Serbian President Aleksandar Vucic has emphasized that, in regard to Kosovo, he wants to start on a new path.

Although the Serbs are not ready for that, he will not ease up, he said.

“It’s easy to say – go and fight for Kosovo. However that always led us to war. I want to start a new path – for Serbia. I want to openly and fairly discuss the solution of the Kosovo conflict,” Vucic said in an interview for the Swiss daily Blick.

“Although the Serbs are not yet ready for that, I will not back down, because this debate will have a healing effect for all of us, regardless of whether we will achieve a good result or fail,” he added.

The president underlined that unless both sides are ready to lose something, the conflict will last forever, and this will harm both sides. Reminding that he was the youngest deputy, the youngest minister and prime minister and now the youngest president, Vucic assessed that he is the best man for this task because he “no longer has any no personal ambitions.”

He stressed that it would be better to find a solution today than in 100 years, because the conflict must be resolved once, and Serbia is ready to reach a compromise. “I know that Albanians and Serbs living in Switzerland live peacefully and even as good friends, that is exactly what we must achieve in the homeland, too,” Vucic said.

When the interviewer noted that he had asked for a clear time-frame from Brussels for Serbia’s EU, Vucic said that he “knew that he could not get it,” and cited “Kosovo and relations with Russia” as the reasons.

“Everything else, that is presented against us, serves only to exert pressure regarding these two issues,” he is convinced.

Asked whether this also applies to the criticism about the missing media freedom and the judiciary’s independence, Vucic replied that it was “not exclusively that,” adding that there were problems in the Serbian judiciary – “not because of the lack of independence, but because of the inefficiency of the judiciary.”

When it comes to “Prime Minister Ana Brnabic’s statement that Serbia has already decided between Russia and the EU,” Vucic said that he “does not know if she said that “- but that Serbia has made its decision along time ago, “and it leads us to the EU.”

“However, we are not yet a member and my task is to foster the best possible relations with Russia,” he explained.

He pointed out that Serbia never recognized Crimea as part of Russia and that Ukraine is not a central topic but instead “our military cooperation with the Russians – while we hold four times as many military exercises with NATO or the US military than with Russia.”

When it comes to refugees, Vucic said that the situation in Serbia is much better today, adding that the country was “never the one who made a loud complaint even when the largest number of refugees passed through it.”
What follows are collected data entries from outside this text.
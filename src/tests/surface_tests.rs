//! Control surface scenarios: bulk submission and per-surface exclusion

use crate::config::OrchestratorConfig;
use crate::ledger::simulated::{Scenario, SimulatedLedger, SimulatedOperation};
use crate::orchestrator::{
    CollectingNotifier, CollectingRelay, ControlSurface, ExecutionHooks, ExecutionOutcome,
    OrchestrationError,
};
use std::sync::atomic::{AtomicUsize, Ordering};
use std::sync::Arc;

fn surface(
    name: &str,
    ledger: &Arc<SimulatedLedger>,
) -> (ControlSurface<SimulatedLedger>, Arc<CollectingNotifier>) {
    let notifier = Arc::new(CollectingNotifier::new());
    let surface = ControlSurface::new(
        name,
        ledger.clone(),
        &OrchestratorConfig::default(),
        notifier.clone(),
        Arc::new(CollectingRelay::new()),
    )
    .unwrap();
    (surface, notifier)
}

fn redeem(chunk: Vec<u64>) -> SimulatedOperation {
    SimulatedOperation::new("redeem", chunk)
}

#[tokio::test]
async fn test_small_bulk_is_submitted_without_batch() {
    let ledger = Arc::new(SimulatedLedger::new(Scenario::Succeed));
    let (surface, notifier) = surface("asset-3", &ledger);

    let report = surface
        .submit_bulk((0..5).collect(), redeem, ExecutionHooks::new())
        .await;

    assert!(report.is_success());
    assert_eq!(ledger.built(), 1);
    assert!(ledger.composed().is_empty());
    assert!(notifier.is_empty());
}

#[tokio::test]
async fn test_large_bulk_is_one_atomic_batch() {
    let ledger = Arc::new(SimulatedLedger::new(Scenario::Succeed));
    let refreshed = Arc::new(AtomicUsize::new(0));
    let seen = refreshed.clone();
    let (surface, _) = surface("asset-3", &ledger);
    let surface = surface.with_refresh_hook(move || {
        seen.fetch_add(1, Ordering::SeqCst);
    });

    let report = surface
        .submit_bulk((0..23).collect(), redeem, ExecutionHooks::new())
        .await;

    assert!(report.is_success());
    assert_eq!(ledger.built(), 3);
    assert_eq!(ledger.composed().len(), 1);
    assert_eq!(ledger.counters().runs(), 1);
    assert_eq!(refreshed.load(Ordering::SeqCst), 1);
    assert!(!surface.is_busy());
}

#[tokio::test]
async fn test_empty_bulk_builds_nothing() {
    let ledger = Arc::new(SimulatedLedger::new(Scenario::Succeed));
    let (surface, notifier) = surface("asset-3", &ledger);

    let report = surface
        .submit_bulk(Vec::new(), redeem, ExecutionHooks::new())
        .await;

    assert_eq!(report.outcome, ExecutionOutcome::Failed(OrchestrationError::EmptyInput));
    assert_eq!(ledger.built(), 0);
    assert_eq!(notifier.len(), 1);
}

#[tokio::test]
async fn test_build_failure_rejects_whole_bulk() {
    let ledger = Arc::new(SimulatedLedger::new(Scenario::Succeed));
    ledger.fail_builds(crate::ledger::LedgerError::Validation("unknown item".into()));
    let (surface, notifier) = surface("asset-3", &ledger);

    let report = surface
        .submit_bulk((0..23).collect(), redeem, ExecutionHooks::new())
        .await;

    assert_eq!(
        report.outcome.error(),
        Some(&OrchestrationError::rejected("Validation failed: unknown item"))
    );
    assert!(ledger.composed().is_empty());
    assert_eq!(notifier.len(), 1);
    assert!(!surface.is_busy());
}

#[tokio::test]
async fn test_busy_surface_does_not_build() {
    let ledger = Arc::new(SimulatedLedger::new(Scenario::Silent));
    let (surface, notifier) = surface("asset-3", &ledger);
    let surface = Arc::new(surface);

    let mut busy = surface.busy_watch();
    let holder = surface.clone();
    let in_flight =
        tokio::spawn(async move { holder.submit(redeem(vec![1]), ExecutionHooks::new()).await });
    busy.wait_for(|b| *b).await.unwrap();

    let report = surface.submit(redeem(vec![2]), ExecutionHooks::new()).await;
    assert_eq!(report.outcome, ExecutionOutcome::Failed(OrchestrationError::Busy));
    assert_eq!(ledger.built(), 1);
    assert_eq!(notifier.len(), 1);

    in_flight.abort();
    let _ = in_flight.await;
    assert!(!surface.is_busy());
}

#[tokio::test]
async fn test_surfaces_run_independently() {
    let ledger = Arc::new(SimulatedLedger::new(Scenario::Silent));
    let (first, _) = surface("asset-1", &ledger);
    let (second, _) = surface("asset-2", &ledger);
    let (first, second) = (Arc::new(first), Arc::new(second));

    let mut first_busy = first.busy_watch();
    let mut second_busy = second.busy_watch();

    let a = {
        let surface = first.clone();
        tokio::spawn(async move { surface.submit(redeem(vec![1]), ExecutionHooks::new()).await })
    };
    let b = {
        let surface = second.clone();
        tokio::spawn(async move { surface.submit(redeem(vec![2]), ExecutionHooks::new()).await })
    };
    first_busy.wait_for(|b| *b).await.unwrap();
    second_busy.wait_for(|b| *b).await.unwrap();

    assert!(first.is_busy() && second.is_busy());
    assert!(first.guard().owner().is_some());
    assert_ne!(first.guard().owner(), second.guard().owner());

    a.abort();
    b.abort();
    let _ = a.await;
    let _ = b.await;
    assert!(!first.is_busy());
    assert!(!second.is_busy());
    assert_eq!(ledger.counters().unsubscribes(), 2);
}

#[test]
fn test_zero_chunk_size_rejected_at_construction() {
    let mut config = OrchestratorConfig::default();
    config.batch.max_chunk_size = 0;

    let result = ControlSurface::new(
        "asset-9",
        Arc::new(SimulatedLedger::new(Scenario::Succeed)),
        &config,
        Arc::new(CollectingNotifier::new()),
        Arc::new(CollectingRelay::new()),
    );

    assert!(matches!(result, Err(OrchestrationError::InvalidChunkSize(0))));
}

#[test]
fn test_invalid_log_level_rejected_at_construction() {
    let mut config = OrchestratorConfig::default();
    config.logging.level = "loud".to_string();

    let result = ControlSurface::new(
        "asset-9",
        Arc::new(SimulatedLedger::new(Scenario::Succeed)),
        &config,
        Arc::new(CollectingNotifier::new()),
        Arc::new(CollectingRelay::new()),
    );

    match result {
        Err(OrchestrationError::Configuration(message)) => {
            assert!(message.contains("logging.level"));
        }
        Err(other) => panic!("unexpected error: {other}"),
        Ok(_) => panic!("invalid config accepted"),
    }
}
“We know what refugees mean. During the war in Yugoslavia, 30 members of my family fled to Serbia,” the president said. He announced that if the refugee wave from 2015 repeats, Serbia would “behave the same – and certainly will not raise fences.”

Vucic denied that he intends to introduce a dictatorship and an authoritarian regime in the country, saying that “in a democracy, one should accepted defeats, too, like I always did.”
Asked for how long he intends to remain in power, he said, “There is no doubt I would win the next election, but I might not be a candidate.”

“In the next five years we have a lot of work to do, and then the time will come for someone else to take over the job. Then all of you who are skeptical will say that you had made a mistake,” said Vucic.

Reacting to the remark that in Bosnia, “they do not believe he is a man is of reconciliation,” Vucic said that according to opinion polls, beside Vladimir Putin, he is the most popular foreign politician in that country, and added that he was “not hiding his past.”

“I am not ashamed to say that I have changed. Only donkeys do not change. I am proud to show it every day, and that citizens trust me,” explained Vucic.

He added that he “cannot say he is ashamed” but that he is “analyzing his mistakes” – and is “still a proud Serb.” However , today he “knows that life does not consist of owning a stone, instead one must improve the daily life of citizens.”